Privilege of Preaching

Sunday was Synod Sunday - ministers in the district get to swop pulpits for the day and share some of the unity of synod.  (Synod is a meeting of our church leadership over three days to receive reports, make decisions about policy etc.)  The church I serve in Table View has three services on a Sunday so Heather and I managed to worship together with them at 8am and Heather stayed on to teach Sunday School at the 930am service.  Rev Ross Southern from Tokai and Muizenberg Methodist Churches took all three services for me.

I headed to Bishop Lavis straight after the 8am service.  When I arrived in the suburb the rain was pouring down; despite the rain a salvation army band was forming up in the main road.  I found the Methodist Church in Bishop Lavis with the property steward busy sweeping away the leaves that had fallen during the week.

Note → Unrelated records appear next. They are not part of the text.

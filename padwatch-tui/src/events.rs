//! Event polling and key handling.

use std::time::Duration;

use anyhow::Result;
use crossterm::event::{self, Event, KeyCode, KeyEvent};

use crate::app::{App, View};

/// Poll for a terminal event with a timeout.
pub fn poll_event(timeout: Duration) -> Result<Option<Event>> {
    if event::poll(timeout)? {
        Ok(Some(event::read()?))
    } else {
        Ok(None)
    }
}

/// Handle a key event.
pub fn handle_key_event(app: &mut App, key: KeyEvent) {
    // Any key closes the help overlay.
    if app.show_help {
        app.show_help = false;
        return;
    }

    match key.code {
        // Quit
        KeyCode::Char('q') | KeyCode::Esc => app.quit(),

        // View switching
        KeyCode::Tab | KeyCode::BackTab => app.next_view(),
        KeyCode::Char('1') => app.set_view(View::Chart),
        KeyCode::Char('2') => app.set_view(View::Console),
        KeyCode::Left | KeyCode::Right | KeyCode::Char('h') | KeyCode::Char('l') => {
            app.next_view()
        }

        // Freeze/resume the display
        KeyCode::Char('p') | KeyCode::Char(' ') => app.toggle_pause(),

        // Chart controls
        KeyCode::Char('m') => app.toggle_series(),
        KeyCode::Char('+') | KeyCode::Char('=') => app.grow_window(),
        KeyCode::Char('-') => app.shrink_window(),

        // Console controls
        KeyCode::Char('c') => {
            if app.view == View::Console {
                app.clear_console();
            }
        }

        // Export current window
        KeyCode::Char('e') => {
            let path = std::path::PathBuf::from("padwatch_capture.json");
            match app.export_capture(&path) {
                Ok(()) => app.set_status_message(format!("Exported to {}", path.display())),
                Err(e) => app.set_status_message(format!("Export failed: {e}")),
            }
        }

        // Help
        KeyCode::Char('?') => app.toggle_help(),

        _ => {}
    }
}
//! # padwatch-types
//!
//! Core types for the padwatch diagnostic monitor: the debug frame grammar
//! spoken by the pad controller and the structured [`Reading`] it decodes to.
//!
//! The controller emits newline-terminated text frames over its serial link.
//! A frame of interest carries a sentinel glyph (`★` by default) and four
//! labeled groups:
//!
//! ```text
//! ★ RAW: 193, 187, 193, 196 | SENSOR: 1.0000, 4.2000, 1.0000, 3.3000 | KEYS: 1, 1, 1, 1 | THRESH: 0.00
//! ```
//!
//! [`FrameParser`] turns such a line into a [`Reading`]; anything that does
//! not match the grammar comes back as a [`ParseError`] value, never a panic
//! and never a partially filled reading.
//!
//! ## Features
//!
//! - `serde`: serialization support for [`Reading`] via serde derives
//!
//! ## Example
//!
//! ```rust
//! use padwatch_types::FrameParser;
//!
//! let parser = FrameParser::default();
//! let line = "★ RAW: 10, 20, 30, 40 | SENSOR: 0.5, 1.5, 2.5, 3.5 | KEYS: 1, 0, 0, 1 | THRESH: 1.25";
//!
//! let reading = parser.parse(line).unwrap();
//! assert_eq!(reading.raw, [10, 20, 30, 40]);
//! assert_eq!(reading.active_keys(), vec![0, 3]);
//! ```

mod parse;
mod reading;

pub use parse::{FrameParser, ParseError};
pub use reading::{Reading, CHANNELS, DEFAULT_MARKER};
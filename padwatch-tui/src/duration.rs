//! Parsing and formatting of duration flags like `10s`, `250ms` or bare `4`.

use std::time::Duration;

use anyhow::{bail, Result};

/// Parse a human duration string. A bare number means seconds.
pub fn parse_duration(s: &str) -> Result<Duration> {
    let s = s.trim();
    if s.is_empty() {
        bail!("empty duration");
    }

    let (number, unit) = match s.find(|c: char| c.is_ascii_alphabetic() || c == 'µ') {
        Some(idx) => (&s[..idx], &s[idx..]),
        None => (s, "s"),
    };

    let value: f64 = number.trim().parse()?;
    if value < 0.0 {
        bail!("negative duration: {s}");
    }

    let secs = match unit {
        "s" | "sec" | "secs" => value,
        "ms" => value / 1_000.0,
        "us" | "µs" => value / 1_000_000.0,
        "m" | "min" => value * 60.0,
        _ => bail!("unknown duration unit `{unit}`"),
    };

    Ok(Duration::from_secs_f64(secs))
}

/// Format a duration the way the status bar shows it.
pub fn format_duration(d: Duration) -> String {
    let secs = d.as_secs_f64();
    if secs >= 1.0 {
        if (secs - secs.round()).abs() < 1e-9 {
            format!("{}s", secs.round() as u64)
        } else {
            format!("{secs:.1}s")
        }
    } else {
        format!("{}ms", d.as_millis())
    }
}
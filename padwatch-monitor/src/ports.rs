//! Serial port discovery.

use serialport::SerialPortType;

use crate::error::MonitorError;

/// A serial port candidate for monitoring.
#[derive(Debug, Clone)]
pub struct PortInfo {
    /// OS device name, e.g. `/dev/ttyACM0` or `COM3`.
    pub name: String,
    /// Transport kind: USB, Bluetooth, PCI or Unknown.
    pub kind: &'static str,
    /// USB manufacturer string, when available.
    pub manufacturer: Option<String>,
    /// USB product string, when available.
    pub product: Option<String>,
}

impl PortInfo {
    /// One-line description for listings and prompts.
    pub fn label(&self) -> String {
        match (&self.product, &self.manufacturer) {
            (Some(product), _) => format!("{} - {} ({})", self.name, product, self.kind),
            (None, Some(manufacturer)) => {
                format!("{} - {} ({})", self.name, manufacturer, self.kind)
            }
            (None, None) => format!("{} ({})", self.name, self.kind),
        }
    }
}

/// Enumerate serial ports available on this machine.
///
/// On macOS each device appears as both `/dev/tty.*` and `/dev/cu.*`; the
/// tty node blocks on carrier detect, so only the cu (calling unit) nodes
/// are listed.
pub fn list_ports() -> Result<Vec<PortInfo>, MonitorError> {
    let ports = serialport::available_ports()?;

    Ok(ports
        .into_iter()
        .filter(|p| keep_port(&p.port_name))
        .map(|p| {
            let (kind, manufacturer, product) = match p.port_type {
                SerialPortType::UsbPort(usb) => ("USB", usb.manufacturer, usb.product),
                SerialPortType::BluetoothPort => ("Bluetooth", None, None),
                SerialPortType::PciPort => ("PCI", None, None),
                SerialPortType::Unknown => ("Unknown", None, None),
            };
            PortInfo {
                name: p.port_name,
                kind,
                manufacturer,
                product,
            }
        })
        .collect())
}

fn keep_port(name: &str) -> bool {
    if cfg!(target_os = "macos") {
        !name.starts_with("/dev/tty.")
    } else {
        let _ = name;
        true
    }
}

Later - as I met in the vestry with the worship steward for the day I heard the march of the Salvation Army band through the streets.  I asked about the hall they had recently built - only to hear that people kept stealing pieces of it; the gutters, the windows.  At one stage members of the congregation took turns to sleep in the church in an attempt to ward off the thieves.  The steward reckoned that most of the thieves steal pieces of the church to sell as scrap in order to buy drugs.

Table View where I live has its own set of problems - we get so wrapped up in them that we forget what our brothers and sisters in places like Bishop Lavis have to put up with and the history of injustice that determines so much of their lives.

I also need to be constantly reminded that my faith invites me to be part of a family that is not confined to this or that suburb - but that stretches across the diversity of the city and country in which I live.